> _Collected data entries_:
++++++++++

impl<E: ListEntity> RelationalQueryBuilder<E> {
    /// Resolve every relation mapping to an association of `E`.
    ///
    /// # Errors
    ///
    /// Returns [`ListError::UnknownAssociation`] when a relation mapping names
    /// a join field `E` does not know.
    pub fn new(metadata: Arc<ListMetadata>, config: ListHandlerConfig) -> Result<Self, ListError> {
        let root_alias = E::default().table_name().to_string();
        let identity = E::PrimaryKey::iter()
            .next()
            .map_or_else(|| "id".to_string(), |key| key.into_column().as_str().to_string());

        let mut joins = IndexMap::new();
        for mapping in metadata.relation_mappings() {
            let FieldTarget::Relation {
                join_field,
                join_type,
            } = &mapping.target
            else {
                continue;
            };
            if joins.contains_key(join_field) {
                continue;
            }
            if E::association(join_field).is_none() {
                return Err(ListError::UnknownAssociation {
                    field: join_field.clone(),
                    entity: root_alias.clone(),
                });
            }
            joins.insert(join_field.clone(), *join_type);
        }

        Ok(Self {
            extractor: ListQueryExtractor::new(metadata, config, OperatorDialect::Relational),
            joins,
            custom_query: None,
            base_shape: BaseShape::default(),
            root_alias,
            identity,
        })
    }

    /// Start every query from `select` instead of `E::find()`.
    ///
    /// Associations `select` already joins under their join field alias are
    /// not joined again, and a GROUP BY in `select` switches the count to one
    /// row per root entity.
    #[must_use]
    pub fn with_query(mut self, select: Select<E>) -> Self {
        self.base_shape = BaseShape::inspect(&select, &self.joins);
        self.custom_query = Some(select);
        self
    }

    #[must_use]
    pub fn extractor(&self) -> &ListQueryExtractor {
        &self.extractor
    }

    /// Alias of the root entity, its table name.
    #[must_use]
    pub fn root_alias(&self) -> &str {
        &self.root_alias
    }

    /// Join fields that relation mappings may request, in discovery order.
    pub fn join_fields(&self) -> impl Iterator<Item = &str> {
        self.joins.keys().map(String::as_str)
    }

    #[must_use]
    pub fn base_query(&self) -> RelationalQuery<E> {
        RelationalQuery {
            select: self.custom_query.clone().unwrap_or_else(E::find),
            joins: self.base_shape.joins.clone(),
            grouped: self.base_shape.grouped,
        }
    }

    /// Base query with the request's filters and search applied.
    ///
    /// # Errors
    ///
    /// Returns extraction, validation and join errors.
    pub fn filtered_query(&self, request: &dyn RequestParameters) -> Result<RelationalQuery<E>, ListError> {
        let filters = self.extractor.extract_filters(request)?;
        let search = self.extractor.search_value(request)?;

        let mut query = self.base_query();
        self.apply_filters(&mut query, &filters)?;
        if let Some(search) = &search {
            self.apply_search(&mut query, search)?;
        }

        tracing::debug!(
            entity = %self.root_alias,
            filters = filters.len(),
            search = search.is_some(),
            joins = ?query.joins(),
            "Relational list query assembled"
        );
        Ok(query)
    }

    /// Add pagination, ordering and grouping to a filtered query.
    ///
    /// # Errors
    ///
    /// Returns pagination and ordering errors.
    pub fn page_query(
        &self,
        mut query: RelationalQuery<E>,
        request: &dyn RequestParameters,
    ) -> Result<RelationalQuery<E>, ListError> {
        let page = self.extractor.extract_pagination(request)?;
        let order_by = self
            .extractor
            .validate_order_by(&self.extractor.extract_order_by(request))?;

        self.apply_pagination(&mut query, page);
        self.apply_order_by(&mut query, &order_by)?;
        self.apply_group_by(&mut query);
        Ok(query)
    }

    /// Join `join_field` unless the query already has it.
    ///
    /// # Errors
    ///
    /// Returns [`ListError::UnknownAssociation`] when no relation mapping
    /// declared the association.
    pub fn add_join(&self, query: &mut RelationalQuery<E>, join_field: &str) -> Result<(), ListError> {
        let unknown = || ListError::UnknownAssociation {
            field: join_field.to_string(),
            entity: self.root_alias.clone(),
        };
        let join_type = self.joins.get(join_field).ok_or_else(unknown)?.as_sea_orm();
        if query.is_joined(join_field) {
            return Ok(());
        }

        let relation = E::association(join_field).ok_or_else(unknown)?;
        query.map_select(|select| select.join_as(join_type, relation, Alias::new(join_field)));
        query.joins.push(join_field.to_string());
        Ok(())
    }

    /// Validate every filter and AND their conditions into the query.
    ///
    /// # Errors
    ///
    /// Returns the first validation or join error.
    pub fn apply_filters(&self, query: &mut RelationalQuery<E>, filters: &[Filter]) -> Result<(), ListError> {
        if filters.is_empty() {
            return Ok(());
        }

        let mut condition = Condition::all();
        for filter in filters {
            self.extractor.validate_filter(filter)?;
            condition = condition.add(self.filter_condition(query, filter)?);
        }
        query.map_select(|select| select.filter(condition));
        Ok(())
    }

    /// Condition for one filter, joining its association when needed.
    ///
    /// This step does not validate. A `btw` filter with only one usable bound
    /// degrades to `gte` or `lte` instead of failing.
    ///
    /// # Errors
    ///
    /// Returns lookup, normalization and join errors.
    pub fn filter_condition(&self, query: &mut RelationalQuery<E>, filter: &Filter) -> Result<Condition, ListError> {
        let resolved = self.extractor.resolve_filter(filter)?;
        let column = self.resolve_column(query, resolved.mapping)?;
        let value = filter.value();
        let field = filter.field();

        if resolved.operator != FilterOperator::Btw {
            return self.comparison(
                &column,
                (resolved.operator, resolved.requested),
                &value.from,
                resolved.mapping,
                field,
            );
        }

        let from_given = !is_blank(&value.from);
        let to = value.to.clone().unwrap_or(JsonValue::Null);
        let to_given = !is_blank(&to);

        if from_given && !to_given {
            let gte = (FilterOperator::Gte, FilterOperator::Gte);
            return self.comparison(&column, gte, &value.from, resolved.mapping, field);
        }
        if !from_given && to_given {
            let lte = (FilterOperator::Lte, FilterOperator::Lte);
            return self.comparison(&column, lte, &to, resolved.mapping, field);
        }

        let from = self.bound(field, &value.from, resolved.mapping)?;
        let to = self.bound(field, &to, resolved.mapping)?;
        Ok(Condition::all().add(column.expr().between(from, to)))
    }

    /// AND over terms, OR over search fields, AND over words.
    ///
    /// # Errors
    ///
    /// Returns [`ListError::SearchNotSupported`] without search fields, or a
    /// join error.
    pub fn apply_search(&self, query: &mut RelationalQuery<E>, search: &str) -> Result<(), ListError> {
        let fields = self.extractor.metadata().search_fields();
        if fields.is_empty() {
            return Err(ListError::SearchNotSupported);
        }

        let terms = search_terms(search);
        if terms.is_empty() {
            return Ok(());
        }

        let mut columns = Vec::with_capacity(fields.len());
        for mapping in fields.values() {
            columns.push(self.resolve_column(query, mapping)?);
        }

        let condition = terms.iter().fold(Condition::all(), |all_terms, words| {
            let any_field = columns.iter().fold(Condition::any(), |any_field, column| {
                let all_words = words.iter().fold(Condition::all(), |all_words, word| {
                    all_words.add(column.expr().like(format!("%{word}%")))
                });
                any_field.add(all_words)
            });
            all_terms.add(any_field)
        });
        query.map_select(|select| select.filter(condition));
        Ok(())
    }

    /// Offset beyond the first page, limit whenever one is set.
    pub fn apply_pagination(&self, query: &mut RelationalQuery<E>, page: PageRequest) {
        if page.page_nr > 1 {
            let offset = page.offset();
            query.map_select(|select| select.offset(offset));
        }
        if let Some(limit) = page.limit() {
            query.map_select(|select| select.limit(limit));
        }
    }

    /// Replace any existing ordering with `order_by`. An empty list leaves the
    /// query untouched.
    ///
    /// # Errors
    ///
    /// Returns [`ListError::NotSortable`] or a join error.
    pub fn apply_order_by(&self, query: &mut RelationalQuery<E>, order_by: &[OrderBy]) -> Result<(), ListError> {
        if order_by.is_empty() {
            return Ok(());
        }

        let mut columns = Vec::with_capacity(order_by.len());
        for order in order_by {
            let mapping = self
                .extractor
                .sort_mapping(&order.field)
                .ok_or_else(|| ListError::NotSortable {
                    field: order.field.clone(),
                })?;
            let direction = match order.direction {
                SortDirection::Asc => Order::Asc,
                SortDirection::Desc => Order::Desc,
            };
            columns.push((self.resolve_column(query, mapping)?, direction));
        }

        query.map_select(|mut select| {
            QueryTrait::query(&mut select).clear_order_by();
            columns.into_iter().fold(select, |select, (column, direction)| {
                select.order_by(SimpleExpr::from(column.expr()), direction)
            })
        });
        Ok(())
    }

    /// Group by the declared column of the root entity, if any.
    pub fn apply_group_by(&self, query: &mut RelationalQuery<E>) {
        if let Some(group_by) = self.extractor.metadata().group_by() {
            let column = ColumnPath {
                alias: Some(self.root_alias.clone()),
                column: group_by.to_string(),
            };
            query.map_select(|select| select.group_by(SimpleExpr::from(column.expr())));
            query.grouped = true;
        }
    }

    /// Distinct count of the root identity over the filtered query, without
    /// selected columns and ordering.
    ///
    /// A grouped query is also grouped by the identity and counted from a
    /// derived table, so every root entity counts once whatever the groups.
    #[must_use]
    pub fn count_query(&self, query: &RelationalQuery<E>) -> SelectStatement {
        let identity = ColumnPath {
            alias: Some(self.root_alias.clone()),
            column: self.identity.clone(),
        };
        let mut select = query.select.clone();
        QueryTrait::query(&mut select).clear_order_by();

        if !query.grouped {
            return select
                .select_only()
                .column_as(identity.expr().count_distinct(), COUNT_ALIAS)
                .into_query();
        }

        let rows = select
            .select_only()
            .column_as(SimpleExpr::from(identity.expr()), IDENTITY_ALIAS)
            .group_by(SimpleExpr::from(identity.expr()))
            .into_query();
        Query::select()
            .expr_as(Expr::col(Alias::new(IDENTITY_ALIAS)).count(), Alias::new(COUNT_ALIAS))
            .from_subquery(rows, Alias::new("grouped_rows"))
            .to_owned()
    }

    fn resolve_column(&self, query: &mut RelationalQuery<E>, mapping: &FieldMapping) -> Result<ColumnPath, ListError> {
        if mapping.derived {
            return Ok(ColumnPath {
                alias: None,
                column: mapping.name.clone(),
            });
        }

        match (&mapping.target, split_path(&mapping.name)) {
            (FieldTarget::Relation { join_field, .. }, path) => {
                self.add_join(query, join_field)?;
                let column = path.map_or(mapping.name.as_str(), |(_, column)| column);
                Ok(ColumnPath {
                    alias: Some(join_field.clone()),
                    column: column.to_string(),
                })
            }
            (FieldTarget::Direct, Some((association, column))) => {
                self.add_join(query, association)?;
                Ok(ColumnPath {
                    alias: Some(association.to_string()),
                    column: column.to_string(),
                })
            }
            (FieldTarget::Direct, None) => Ok(ColumnPath {
                alias: Some(self.root_alias.clone()),
                column: mapping.name.clone(),
            }),
        }
    }

    fn bound(&self, field: &str, value: &JsonValue, mapping: &FieldMapping) -> Result<sea_orm::Value, ListError> {
        let normalized = self
            .extractor
            .normalize_value(field, FilterOperator::Btw, value, Some(mapping))?;
        Ok(sql_value(&normalized))
    }

    fn comparison(
        &self,
        column: &ColumnPath,
        (operator, requested): (FilterOperator, FilterOperator),
        value: &JsonValue,
        mapping: &FieldMapping,
        field: &str,
    ) -> Result<Condition, ListError> {
        let normalized = self
            .extractor
            .normalize_value(field, requested, value, Some(mapping))?;
        let expr = column.expr();

        let predicate = match operator {
            FilterOperator::Eq => expr.eq(sql_value(&normalized)),
            FilterOperator::Neq => expr.ne(sql_value(&normalized)),
            FilterOperator::Lt => expr.lt(sql_value(&normalized)),
            FilterOperator::Lte => expr.lte(sql_value(&normalized)),
            FilterOperator::Gt => expr.gt(sql_value(&normalized)),
            FilterOperator::Gte => expr.gte(sql_value(&normalized)),
            FilterOperator::In => expr.is_in(sql_values(&normalized)),
            FilterOperator::NotIn => expr.is_not_in(sql_values(&normalized)),
            FilterOperator::IsNull => expr.is_null(),
            FilterOperator::IsNotNull => expr.is_not_null(),
            FilterOperator::Btw
            | FilterOperator::Like
            | FilterOperator::NLike
            | FilterOperator::RLike
            | FilterOperator::LLike => expr.like(value_text(&normalized)),
        };

        let condition = Condition::all().add(predicate);
        Ok(if requested == FilterOperator::NLike {
            condition.not()
        } else {
            condition
        })
    }
}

++++++++++

> _Problem statement_:
Each line above that contains "limit" must be copied out.

> _Result of this task_:
    /// Offset beyond the first page, limit whenever one is set.
        if let Some(limit) = page.limit() {
            query.map_select(|select| select.limit(limit));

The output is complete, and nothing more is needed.